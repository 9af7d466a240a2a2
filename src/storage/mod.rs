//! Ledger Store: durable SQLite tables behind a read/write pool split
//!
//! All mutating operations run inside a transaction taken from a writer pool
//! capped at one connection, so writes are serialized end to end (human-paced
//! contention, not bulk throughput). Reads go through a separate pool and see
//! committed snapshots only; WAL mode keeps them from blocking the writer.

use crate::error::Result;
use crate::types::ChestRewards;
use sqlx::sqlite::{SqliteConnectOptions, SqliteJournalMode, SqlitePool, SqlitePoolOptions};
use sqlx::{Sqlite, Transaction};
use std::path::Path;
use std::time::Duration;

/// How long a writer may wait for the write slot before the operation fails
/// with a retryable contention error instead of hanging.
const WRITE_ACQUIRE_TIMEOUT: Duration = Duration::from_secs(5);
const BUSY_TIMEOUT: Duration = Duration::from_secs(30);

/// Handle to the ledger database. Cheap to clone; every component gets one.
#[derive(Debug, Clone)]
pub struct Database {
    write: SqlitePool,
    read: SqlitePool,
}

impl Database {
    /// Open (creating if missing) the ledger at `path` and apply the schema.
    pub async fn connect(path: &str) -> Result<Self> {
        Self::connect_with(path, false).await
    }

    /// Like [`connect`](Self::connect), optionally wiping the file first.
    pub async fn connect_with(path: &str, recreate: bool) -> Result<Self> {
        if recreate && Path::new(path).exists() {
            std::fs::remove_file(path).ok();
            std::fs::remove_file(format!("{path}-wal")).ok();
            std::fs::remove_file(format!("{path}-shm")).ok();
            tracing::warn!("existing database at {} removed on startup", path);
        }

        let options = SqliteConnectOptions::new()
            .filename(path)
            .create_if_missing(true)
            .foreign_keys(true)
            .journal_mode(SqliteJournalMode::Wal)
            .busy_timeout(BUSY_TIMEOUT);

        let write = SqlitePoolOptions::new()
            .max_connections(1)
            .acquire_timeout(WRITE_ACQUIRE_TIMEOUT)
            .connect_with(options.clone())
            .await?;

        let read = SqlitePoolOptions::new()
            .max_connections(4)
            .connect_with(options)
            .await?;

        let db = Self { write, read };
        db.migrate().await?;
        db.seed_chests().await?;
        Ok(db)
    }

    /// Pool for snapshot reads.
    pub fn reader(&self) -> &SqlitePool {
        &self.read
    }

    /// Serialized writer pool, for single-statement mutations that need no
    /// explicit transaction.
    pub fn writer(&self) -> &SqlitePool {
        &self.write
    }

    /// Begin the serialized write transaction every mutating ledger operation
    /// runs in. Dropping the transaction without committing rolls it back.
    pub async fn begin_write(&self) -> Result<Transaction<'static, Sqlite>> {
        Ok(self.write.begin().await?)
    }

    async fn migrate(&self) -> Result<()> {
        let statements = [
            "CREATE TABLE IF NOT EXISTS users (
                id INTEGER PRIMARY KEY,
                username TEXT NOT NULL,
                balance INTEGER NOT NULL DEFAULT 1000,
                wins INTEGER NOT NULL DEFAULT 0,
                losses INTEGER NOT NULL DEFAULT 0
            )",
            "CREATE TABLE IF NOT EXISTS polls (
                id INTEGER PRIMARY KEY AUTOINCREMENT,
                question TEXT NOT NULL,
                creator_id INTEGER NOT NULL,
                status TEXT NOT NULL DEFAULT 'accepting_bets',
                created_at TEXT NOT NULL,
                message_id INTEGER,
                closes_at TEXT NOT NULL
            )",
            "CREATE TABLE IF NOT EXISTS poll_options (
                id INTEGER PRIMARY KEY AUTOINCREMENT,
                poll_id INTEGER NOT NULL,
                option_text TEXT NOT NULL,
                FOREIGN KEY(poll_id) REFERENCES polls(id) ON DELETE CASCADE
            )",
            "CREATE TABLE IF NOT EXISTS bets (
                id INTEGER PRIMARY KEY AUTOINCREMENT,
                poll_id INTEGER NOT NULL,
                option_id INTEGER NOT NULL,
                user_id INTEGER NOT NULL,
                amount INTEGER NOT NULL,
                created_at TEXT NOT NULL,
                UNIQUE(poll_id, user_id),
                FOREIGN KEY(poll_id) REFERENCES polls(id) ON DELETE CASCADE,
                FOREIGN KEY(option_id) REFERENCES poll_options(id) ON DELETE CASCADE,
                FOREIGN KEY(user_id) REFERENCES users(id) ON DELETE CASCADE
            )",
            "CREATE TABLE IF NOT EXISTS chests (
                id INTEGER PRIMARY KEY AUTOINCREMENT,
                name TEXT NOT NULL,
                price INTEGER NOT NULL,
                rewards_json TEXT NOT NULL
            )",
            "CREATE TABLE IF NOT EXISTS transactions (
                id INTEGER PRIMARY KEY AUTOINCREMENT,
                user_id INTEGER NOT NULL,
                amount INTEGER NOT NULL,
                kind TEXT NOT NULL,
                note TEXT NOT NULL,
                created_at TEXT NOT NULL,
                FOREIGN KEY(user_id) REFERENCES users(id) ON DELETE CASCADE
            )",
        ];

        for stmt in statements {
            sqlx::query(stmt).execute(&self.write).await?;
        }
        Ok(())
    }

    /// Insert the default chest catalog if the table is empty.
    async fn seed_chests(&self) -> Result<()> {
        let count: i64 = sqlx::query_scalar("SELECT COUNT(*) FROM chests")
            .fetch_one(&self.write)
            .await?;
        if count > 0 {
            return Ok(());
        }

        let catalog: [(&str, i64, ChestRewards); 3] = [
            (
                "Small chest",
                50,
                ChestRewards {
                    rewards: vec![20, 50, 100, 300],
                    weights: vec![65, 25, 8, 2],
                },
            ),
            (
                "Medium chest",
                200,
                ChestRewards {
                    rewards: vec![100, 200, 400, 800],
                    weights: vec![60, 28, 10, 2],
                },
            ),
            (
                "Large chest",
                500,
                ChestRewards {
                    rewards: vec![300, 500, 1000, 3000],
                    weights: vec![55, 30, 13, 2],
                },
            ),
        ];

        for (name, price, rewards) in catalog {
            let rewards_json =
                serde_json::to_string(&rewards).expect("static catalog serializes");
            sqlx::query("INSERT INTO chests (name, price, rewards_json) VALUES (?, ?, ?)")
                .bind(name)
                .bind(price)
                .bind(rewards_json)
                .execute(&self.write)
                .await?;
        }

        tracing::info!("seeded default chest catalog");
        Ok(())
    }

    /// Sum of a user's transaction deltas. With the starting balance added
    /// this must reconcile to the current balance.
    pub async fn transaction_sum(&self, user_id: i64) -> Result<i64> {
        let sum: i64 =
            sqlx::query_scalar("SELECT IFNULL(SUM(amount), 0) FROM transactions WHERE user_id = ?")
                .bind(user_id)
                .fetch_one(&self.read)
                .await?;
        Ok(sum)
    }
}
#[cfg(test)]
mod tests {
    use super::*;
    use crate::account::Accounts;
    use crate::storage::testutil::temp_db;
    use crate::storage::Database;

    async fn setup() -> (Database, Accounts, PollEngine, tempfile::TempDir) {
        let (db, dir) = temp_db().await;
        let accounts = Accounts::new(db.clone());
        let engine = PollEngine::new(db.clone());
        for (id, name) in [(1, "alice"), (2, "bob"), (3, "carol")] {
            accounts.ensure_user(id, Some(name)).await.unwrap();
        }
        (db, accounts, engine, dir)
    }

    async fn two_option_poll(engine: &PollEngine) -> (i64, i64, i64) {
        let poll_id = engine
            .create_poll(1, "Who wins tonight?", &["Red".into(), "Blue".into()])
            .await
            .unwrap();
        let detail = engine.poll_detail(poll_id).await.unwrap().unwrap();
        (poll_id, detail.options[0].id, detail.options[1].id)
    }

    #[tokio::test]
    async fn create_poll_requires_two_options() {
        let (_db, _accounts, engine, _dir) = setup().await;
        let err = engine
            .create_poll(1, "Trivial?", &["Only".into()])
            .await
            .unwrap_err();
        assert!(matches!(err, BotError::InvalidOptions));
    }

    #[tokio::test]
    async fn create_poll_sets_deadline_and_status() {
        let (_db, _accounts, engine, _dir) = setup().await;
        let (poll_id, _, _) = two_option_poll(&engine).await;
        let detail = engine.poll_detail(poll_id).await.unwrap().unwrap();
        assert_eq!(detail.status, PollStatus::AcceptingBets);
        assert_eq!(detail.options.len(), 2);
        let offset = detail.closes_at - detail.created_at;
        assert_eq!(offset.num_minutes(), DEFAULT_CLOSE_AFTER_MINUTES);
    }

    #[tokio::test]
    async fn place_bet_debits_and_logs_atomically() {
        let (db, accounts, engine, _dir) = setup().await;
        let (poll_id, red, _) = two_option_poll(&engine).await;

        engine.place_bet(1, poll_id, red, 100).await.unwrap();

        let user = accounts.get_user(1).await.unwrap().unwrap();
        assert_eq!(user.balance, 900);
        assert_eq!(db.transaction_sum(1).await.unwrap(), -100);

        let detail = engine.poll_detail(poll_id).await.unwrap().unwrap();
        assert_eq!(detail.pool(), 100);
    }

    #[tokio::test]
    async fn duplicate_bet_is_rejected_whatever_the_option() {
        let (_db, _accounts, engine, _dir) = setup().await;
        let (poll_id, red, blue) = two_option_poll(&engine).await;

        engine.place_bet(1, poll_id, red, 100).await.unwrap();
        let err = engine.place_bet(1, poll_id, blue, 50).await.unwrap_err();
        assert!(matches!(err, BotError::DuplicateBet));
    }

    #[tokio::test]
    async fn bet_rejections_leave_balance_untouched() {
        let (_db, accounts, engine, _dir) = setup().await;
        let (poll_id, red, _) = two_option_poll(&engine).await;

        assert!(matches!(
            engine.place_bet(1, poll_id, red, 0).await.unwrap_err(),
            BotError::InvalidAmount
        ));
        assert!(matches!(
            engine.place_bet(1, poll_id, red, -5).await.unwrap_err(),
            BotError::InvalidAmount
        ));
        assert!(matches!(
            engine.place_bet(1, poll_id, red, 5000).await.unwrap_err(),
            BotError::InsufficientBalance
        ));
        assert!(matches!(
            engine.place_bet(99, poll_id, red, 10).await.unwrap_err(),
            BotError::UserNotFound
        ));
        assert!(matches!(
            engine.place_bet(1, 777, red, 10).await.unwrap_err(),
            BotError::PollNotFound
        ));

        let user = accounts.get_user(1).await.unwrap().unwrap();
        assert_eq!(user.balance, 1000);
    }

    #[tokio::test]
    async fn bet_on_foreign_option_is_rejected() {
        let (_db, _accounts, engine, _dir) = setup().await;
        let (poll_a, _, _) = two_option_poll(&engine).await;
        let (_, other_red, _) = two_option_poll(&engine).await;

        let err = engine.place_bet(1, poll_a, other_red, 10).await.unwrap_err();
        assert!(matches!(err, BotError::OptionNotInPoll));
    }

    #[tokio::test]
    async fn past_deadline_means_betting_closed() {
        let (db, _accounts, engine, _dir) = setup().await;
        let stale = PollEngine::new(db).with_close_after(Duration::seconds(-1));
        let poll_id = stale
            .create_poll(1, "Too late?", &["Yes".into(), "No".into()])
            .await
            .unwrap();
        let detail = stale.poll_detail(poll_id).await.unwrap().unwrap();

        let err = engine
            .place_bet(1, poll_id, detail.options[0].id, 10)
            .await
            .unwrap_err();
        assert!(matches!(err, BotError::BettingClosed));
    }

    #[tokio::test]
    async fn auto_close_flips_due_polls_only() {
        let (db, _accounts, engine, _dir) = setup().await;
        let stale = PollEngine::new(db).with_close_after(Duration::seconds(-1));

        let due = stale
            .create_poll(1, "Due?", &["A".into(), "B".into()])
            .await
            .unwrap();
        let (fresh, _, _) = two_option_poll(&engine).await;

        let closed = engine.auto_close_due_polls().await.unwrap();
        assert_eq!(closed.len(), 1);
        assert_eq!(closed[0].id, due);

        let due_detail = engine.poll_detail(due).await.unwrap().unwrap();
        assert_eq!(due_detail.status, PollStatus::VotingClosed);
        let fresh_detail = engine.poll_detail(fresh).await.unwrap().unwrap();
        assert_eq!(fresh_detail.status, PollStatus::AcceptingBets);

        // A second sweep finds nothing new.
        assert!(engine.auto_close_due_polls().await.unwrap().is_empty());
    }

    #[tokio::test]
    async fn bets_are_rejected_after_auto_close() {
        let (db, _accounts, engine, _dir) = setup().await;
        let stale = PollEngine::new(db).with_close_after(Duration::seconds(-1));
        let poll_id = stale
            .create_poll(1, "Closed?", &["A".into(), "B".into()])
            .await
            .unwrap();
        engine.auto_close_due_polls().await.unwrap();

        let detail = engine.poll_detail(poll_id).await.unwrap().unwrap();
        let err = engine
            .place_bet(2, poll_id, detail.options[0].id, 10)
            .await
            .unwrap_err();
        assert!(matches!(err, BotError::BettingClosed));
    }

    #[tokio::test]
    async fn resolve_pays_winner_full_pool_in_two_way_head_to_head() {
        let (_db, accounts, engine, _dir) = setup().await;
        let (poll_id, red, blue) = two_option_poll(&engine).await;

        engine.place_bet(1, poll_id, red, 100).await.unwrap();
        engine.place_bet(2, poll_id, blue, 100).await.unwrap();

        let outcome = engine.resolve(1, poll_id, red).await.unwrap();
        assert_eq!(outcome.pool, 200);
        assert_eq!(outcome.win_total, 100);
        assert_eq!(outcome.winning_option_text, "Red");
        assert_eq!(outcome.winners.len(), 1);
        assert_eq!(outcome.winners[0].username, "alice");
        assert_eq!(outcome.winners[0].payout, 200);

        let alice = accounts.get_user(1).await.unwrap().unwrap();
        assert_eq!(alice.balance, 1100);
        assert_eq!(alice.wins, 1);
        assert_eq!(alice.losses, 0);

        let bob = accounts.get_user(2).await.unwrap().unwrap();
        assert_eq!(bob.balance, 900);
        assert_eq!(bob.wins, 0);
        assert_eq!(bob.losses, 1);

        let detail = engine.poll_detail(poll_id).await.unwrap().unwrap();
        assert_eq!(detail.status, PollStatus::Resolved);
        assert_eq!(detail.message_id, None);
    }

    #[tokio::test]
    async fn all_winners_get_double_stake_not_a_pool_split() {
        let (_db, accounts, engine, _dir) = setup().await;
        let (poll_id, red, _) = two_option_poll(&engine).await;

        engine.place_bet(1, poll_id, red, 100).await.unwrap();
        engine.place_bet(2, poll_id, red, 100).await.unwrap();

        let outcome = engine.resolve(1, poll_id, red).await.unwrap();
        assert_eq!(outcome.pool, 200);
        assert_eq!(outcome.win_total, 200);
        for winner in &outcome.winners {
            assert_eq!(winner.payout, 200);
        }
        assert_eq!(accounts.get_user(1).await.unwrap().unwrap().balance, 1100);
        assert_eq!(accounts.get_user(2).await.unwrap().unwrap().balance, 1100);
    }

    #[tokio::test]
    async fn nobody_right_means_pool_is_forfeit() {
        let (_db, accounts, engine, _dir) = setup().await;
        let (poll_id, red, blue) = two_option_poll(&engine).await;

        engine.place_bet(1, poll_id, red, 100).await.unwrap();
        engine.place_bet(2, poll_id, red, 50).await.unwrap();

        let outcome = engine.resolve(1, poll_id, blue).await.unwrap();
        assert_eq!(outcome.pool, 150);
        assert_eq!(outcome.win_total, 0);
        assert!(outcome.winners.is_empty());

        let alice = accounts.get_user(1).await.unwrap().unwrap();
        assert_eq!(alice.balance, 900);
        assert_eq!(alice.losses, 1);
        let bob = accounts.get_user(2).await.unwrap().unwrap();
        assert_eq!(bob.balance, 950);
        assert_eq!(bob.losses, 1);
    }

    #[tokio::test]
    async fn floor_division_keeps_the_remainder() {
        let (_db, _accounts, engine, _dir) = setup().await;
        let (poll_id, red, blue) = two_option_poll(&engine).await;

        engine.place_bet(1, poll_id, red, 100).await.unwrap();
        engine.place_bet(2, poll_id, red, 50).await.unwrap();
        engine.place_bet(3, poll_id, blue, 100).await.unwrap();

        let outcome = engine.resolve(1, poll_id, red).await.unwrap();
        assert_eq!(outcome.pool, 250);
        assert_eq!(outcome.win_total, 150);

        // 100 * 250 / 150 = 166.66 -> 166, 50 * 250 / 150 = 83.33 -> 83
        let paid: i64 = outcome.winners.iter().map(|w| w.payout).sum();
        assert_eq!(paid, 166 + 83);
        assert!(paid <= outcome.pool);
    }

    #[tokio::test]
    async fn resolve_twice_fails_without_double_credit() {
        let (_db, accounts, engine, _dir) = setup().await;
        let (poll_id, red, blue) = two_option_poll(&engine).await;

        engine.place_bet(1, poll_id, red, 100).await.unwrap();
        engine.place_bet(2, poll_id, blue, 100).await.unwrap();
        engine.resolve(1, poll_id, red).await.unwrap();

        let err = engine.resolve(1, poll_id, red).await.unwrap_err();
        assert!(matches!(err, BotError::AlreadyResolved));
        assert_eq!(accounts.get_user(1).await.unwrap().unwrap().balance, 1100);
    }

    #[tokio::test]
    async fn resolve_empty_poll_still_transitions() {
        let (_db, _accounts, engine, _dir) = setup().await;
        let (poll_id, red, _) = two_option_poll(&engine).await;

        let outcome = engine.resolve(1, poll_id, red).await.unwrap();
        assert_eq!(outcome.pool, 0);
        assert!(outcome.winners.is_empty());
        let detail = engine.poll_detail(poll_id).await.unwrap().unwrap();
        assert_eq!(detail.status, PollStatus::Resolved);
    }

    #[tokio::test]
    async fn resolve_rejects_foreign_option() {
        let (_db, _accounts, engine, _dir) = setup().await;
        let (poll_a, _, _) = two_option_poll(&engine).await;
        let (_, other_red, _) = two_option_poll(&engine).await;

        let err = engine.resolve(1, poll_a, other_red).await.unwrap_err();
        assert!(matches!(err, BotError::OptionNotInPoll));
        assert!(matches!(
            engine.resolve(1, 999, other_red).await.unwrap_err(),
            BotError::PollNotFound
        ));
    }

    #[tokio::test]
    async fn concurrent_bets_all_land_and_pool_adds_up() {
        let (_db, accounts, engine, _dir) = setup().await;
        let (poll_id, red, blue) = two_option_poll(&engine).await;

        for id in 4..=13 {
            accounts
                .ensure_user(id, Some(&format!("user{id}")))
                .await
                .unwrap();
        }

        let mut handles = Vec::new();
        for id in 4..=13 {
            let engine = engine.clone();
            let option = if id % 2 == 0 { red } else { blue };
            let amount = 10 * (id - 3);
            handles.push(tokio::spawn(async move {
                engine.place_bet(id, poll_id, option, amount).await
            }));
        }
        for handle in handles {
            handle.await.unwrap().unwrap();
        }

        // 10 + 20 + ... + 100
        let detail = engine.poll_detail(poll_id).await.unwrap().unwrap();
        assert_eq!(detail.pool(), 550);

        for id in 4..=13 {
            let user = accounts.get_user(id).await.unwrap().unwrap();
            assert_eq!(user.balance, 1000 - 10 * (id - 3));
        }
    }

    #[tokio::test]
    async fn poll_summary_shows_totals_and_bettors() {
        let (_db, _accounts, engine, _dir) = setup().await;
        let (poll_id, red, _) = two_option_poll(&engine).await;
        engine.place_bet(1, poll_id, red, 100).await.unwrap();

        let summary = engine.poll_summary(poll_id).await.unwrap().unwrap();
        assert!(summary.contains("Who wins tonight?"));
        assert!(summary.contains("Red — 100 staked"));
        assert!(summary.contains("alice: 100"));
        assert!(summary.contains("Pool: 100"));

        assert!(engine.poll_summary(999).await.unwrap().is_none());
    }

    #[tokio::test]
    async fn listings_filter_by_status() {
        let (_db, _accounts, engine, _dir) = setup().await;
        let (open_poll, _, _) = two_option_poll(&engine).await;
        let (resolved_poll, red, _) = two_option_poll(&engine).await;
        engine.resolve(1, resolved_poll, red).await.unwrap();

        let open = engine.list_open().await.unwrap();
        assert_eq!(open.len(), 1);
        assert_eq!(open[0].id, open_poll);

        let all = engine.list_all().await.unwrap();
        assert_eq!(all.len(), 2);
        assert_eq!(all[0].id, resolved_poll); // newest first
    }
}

========================================================================

:: To do ::
Return a word-for-word copy of the lines above from the one holding "let write = SqlitePoolOptions::new()" through the one holding "for snapshot reads.", with both of them included and nothing besides.

:: Result of the exercise ::
        let write = SqlitePoolOptions::new()
            .max_connections(1)
            .acquire_timeout(WRITE_ACQUIRE_TIMEOUT)
            .connect_with(options.clone())
            .await?;

        let read = SqlitePoolOptions::new()
            .max_connections(4)
            .connect_with(options)
            .await?;

        let db = Self { write, read };
        db.migrate().await?;
        db.seed_chests().await?;
        Ok(db)
    }

    /// Pool for snapshot reads.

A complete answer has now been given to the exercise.